Some of the inscriptions are gravestones, a couple of them of Roman soldiers. These were young men by today’s standards, men in their twenties to mid-forties who died far from home. Roman soldiers formed cooperative associations that would pay for gravestones when one of them died so we now know their names, sometimes their ages, and places of birth. Did they come here hoping to find a remedy for war injuries or illnesses? I came away with a sense of how difficult life must have been for these people.

Today leprosy, also known as Hansen’s disease, is treated with antibiotics, anti-inflammatory drugs, and immunosuppressants.

Tuesday, October 1, 2013

Good News 2 – But Are Doctors Following the Recommended Protocols for Tests?

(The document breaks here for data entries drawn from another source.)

//! Per-Frame Inputs
//!
//! The host renderer fills these in once per camera per frame and hands them
//! to [`AnalogGlitchPass::evaluate`](crate::AnalogGlitchPass::evaluate):
//!
//! - [`CameraView`]: what kind of view is being rendered and whether
//!   post-processing is enabled for it.
//! - [`FrameResources`]: the frame's active color output slot. The pass reads
//!   it as its source and replaces it with its destination.
//! - [`FrameTime`]: delta and wall-clock time, usually produced by [`Timer`].

use std::time::{Duration, Instant};

use crate::graph::TextureHandle;

/// The kind of view a camera renders.
#[derive(Debug, Clone, Copy, PartialEq, Eq, Hash, Default)]
pub enum CameraKind {
    /// A regular in-game / application camera.
    #[default]
    Game,
    /// An editor or tooling preview (scene view, thumbnails, material previews).
    Preview,
}

/// Camera flags relevant to post-processing.
#[derive(Debug, Clone, Copy, PartialEq, Eq)]
pub struct CameraView {
    pub kind: CameraKind,
    pub post_processing_enabled: bool,
}

impl Default for CameraView {
    fn default() -> Self {
        Self {
            kind: CameraKind::Game,
            post_processing_enabled: true,
        }
    }
}

impl CameraView {
    #[inline]
    #[must_use]
    pub fn is_preview(&self) -> bool {
        self.kind == CameraKind::Preview
    }
}

/// The frame's color output slot.
///
/// Passes consume `active_color` and may publish a new texture into it for
/// downstream passes.
#[derive(Debug, Clone, Copy, PartialEq, Eq)]
pub struct FrameResources {
    /// The texture downstream passes will read as "the scene color".
    pub active_color: TextureHandle,
    /// `true` when `active_color` is the swap-chain image itself and no
    /// intermediate color texture exists.
    pub active_target_is_backbuffer: bool,
}

impl FrameResources {
    /// Resources backed by an intermediate color texture.
    #[must_use]
    pub fn new(active_color: TextureHandle) -> Self {
        Self {
            active_color,
            active_target_is_backbuffer: false,
        }
    }

    /// Resources rendering straight into the swap-chain image.
    #[must_use]
    pub fn backbuffer(active_color: TextureHandle) -> Self {
        Self {
            active_color,
            active_target_is_backbuffer: true,
        }
    }
}

/// Time inputs for one frame, in seconds.
#[derive(Debug, Clone, Copy, PartialEq, Default)]
pub struct FrameTime {
    /// Time since the previous frame.
    pub delta_seconds: f32,
    /// Wall-clock time since the host started.
    pub time_seconds: f32,
}

impl FrameTime {
    #[must_use]
    pub fn new(delta_seconds: f32, time_seconds: f32) -> Self {
        Self {
            delta_seconds,
            time_seconds,
        }
    }
}

/// Timer for tracking frame timing and elapsed time.
pub struct Timer {
    start_time: Instant,
    last_update: Instant,
    /// Time since last tick
    pub delta: Duration,
    /// Total elapsed time since creation
    pub elapsed: Duration,
    /// Total number of ticks
    pub frame_count: u64,
}

impl Default for Timer {
    fn default() -> Self {
        Self::new()
    }
}

impl Timer {
    /// Creates a new timer starting from now.
    #[must_use]
    pub fn new() -> Self {
        let now = Instant::now();
        Self {
            start_time: now,
            last_update: now,
            delta: Duration::ZERO,
            elapsed: Duration::ZERO,
            frame_count: 0,
        }
    }

    /// Advances the timer; call once at the start of each frame.
    pub fn tick(&mut self) {
        let now = Instant::now();
        self.delta = now - self.last_update;
        self.elapsed = now - self.start_time;
        self.last_update = now;
        self.frame_count += 1;
    }

    /// Snapshot of the current tick as pass input.
    #[must_use]
    pub fn frame_time(&self) -> FrameTime {
        FrameTime {
            delta_seconds: self.delta.as_secs_f32(),
            time_seconds: self.elapsed.as_secs_f32(),
        }
    }
}

#[cfg(test)]
mod tests {
    use super::*;

    #[test]
    fn timer_tick_advances_elapsed() {
        let mut timer = Timer::new();
        assert_eq!(timer.frame_time(), FrameTime::default());
        std::thread::sleep(Duration::from_millis(2));
        timer.tick();
        let t = timer.frame_time();
        assert_eq!(timer.frame_count, 1);
        assert!(t.delta_seconds > 0.0);
        assert!(t.time_seconds >= t.delta_seconds);
    }

    #[test]
    fn default_camera_runs_post_processing() {
        let view = CameraView::default();
        assert!(!view.is_preview());
        assert!(view.post_processing_enabled);
    }
}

My doctor was concerned about the high BUN/creatinine ratio that showed up on my annual blood work. After looking back at a couple of years’ previous blood work results, she concluded that the number was going up. I looked back eight years in my own records and found that it had actually bounced around, although it was generally higher starting in 2008, when I amped up my exercise routines with interval work on the cross trainer. The original reading, taken on 7/19/13 was 36; a second reading, on 8/21/13 was lower but still high, 32. 

After the second high reading, I wanted to know what factors other than kidney disease could affect the test. My doctor’s office always tells me to fast before checking my cholesterol or blood glucose but does not give me any particular instructions relating to the BUN test. Yet it turns out that both exercise and diet the day before can affect its results. One website suggests not doing either cardio or weightlifting the day before. WebMD recommends not eating a lot of protein for 24 hours before the test. The day before the third test I heeded this advice; I did no exercise and ate virtually no protein. The third test showed a BUN/creatinine ratio of 19, within the normal range. Within the space of two weeks the number had dropped by one-third. If the BUN is so sensitive to extraneous factors, should it really be considered a reliable indicator of kidney health?

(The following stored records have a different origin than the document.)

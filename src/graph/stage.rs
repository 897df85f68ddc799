//! Render Stage Definitions
//!
//! `RenderStage` defines the standard stage ordering of a frame, so hosts
//! can place the glitch pass relative to their own passes.

use serde::{Deserialize, Serialize};

/// Render stage enumeration.
///
/// | Stage | Typical Content |
/// |-------|-----------------|
/// | `Opaque` | Forward / deferred scene rendering |
/// | `Transparent` | Alpha-blended objects |
/// | `PostProcess` | Bloom, tone mapping, FXAA |
/// | `AfterPostProcess` | Stylization on the final LDR image |
/// | `UI` | egui, debug overlays |
#[derive(
    Debug, Hash, PartialEq, Eq, Clone, Copy, PartialOrd, Ord, Default, Serialize, Deserialize,
)]
#[repr(u8)]
pub enum RenderStage {
    Opaque = 0,
    Transparent = 1,
    PostProcess = 2,
    /// After the built-in post-processing chain. The glitch pass's default.
    #[default]
    AfterPostProcess = 3,
    /// Executed last.
    UI = 4,
}

impl RenderStage {
    /// Stage name (for debugging).
    #[inline]
    #[must_use]
    pub const fn name(self) -> &'static str {
        match self {
            Self::Opaque => "Opaque",
            Self::Transparent => "Transparent",
            Self::PostProcess => "PostProcess",
            Self::AfterPostProcess => "AfterPostProcess",
            Self::UI => "UI",
        }
    }
}

#[cfg(test)]
mod tests {
    use super::*;

    #[test]
    fn test_stage_ordering() {
        assert!(RenderStage::Opaque < RenderStage::Transparent);
        assert!(RenderStage::Transparent < RenderStage::PostProcess);
        assert!(RenderStage::PostProcess < RenderStage::AfterPostProcess);
        assert!(RenderStage::AfterPostProcess < RenderStage::UI);
        assert_eq!(RenderStage::default(), RenderStage::AfterPostProcess);
    }

    #[test]
    fn test_stage_names_match_serde() {
        let json = serde_json::to_string(&RenderStage::AfterPostProcess).unwrap();
        assert_eq!(json, format!("\"{}\"", RenderStage::AfterPostProcess.name()));
        assert_eq!(RenderStage::UI.name(), "UI");
    }
}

I’ve read that cholesterol tests too can be affected by what you eat the day before but no doctor’s office has ever cautioned me about this. Speaking of not following recommended protocols, both WebMD and Medline Plus say that, before your blood pressure is taken, you should sit quietly for at least five minutes. The medical staff I have dealt with recently never do this. Instead they take it while I am in the middle of a conversation with them. Then they tell me I have high blood pressure, which I know is not true because I take it myself at home; it’s about 105 over 60. I wonder how many people receive unnecessary treatment because medical tests are being improperly administered.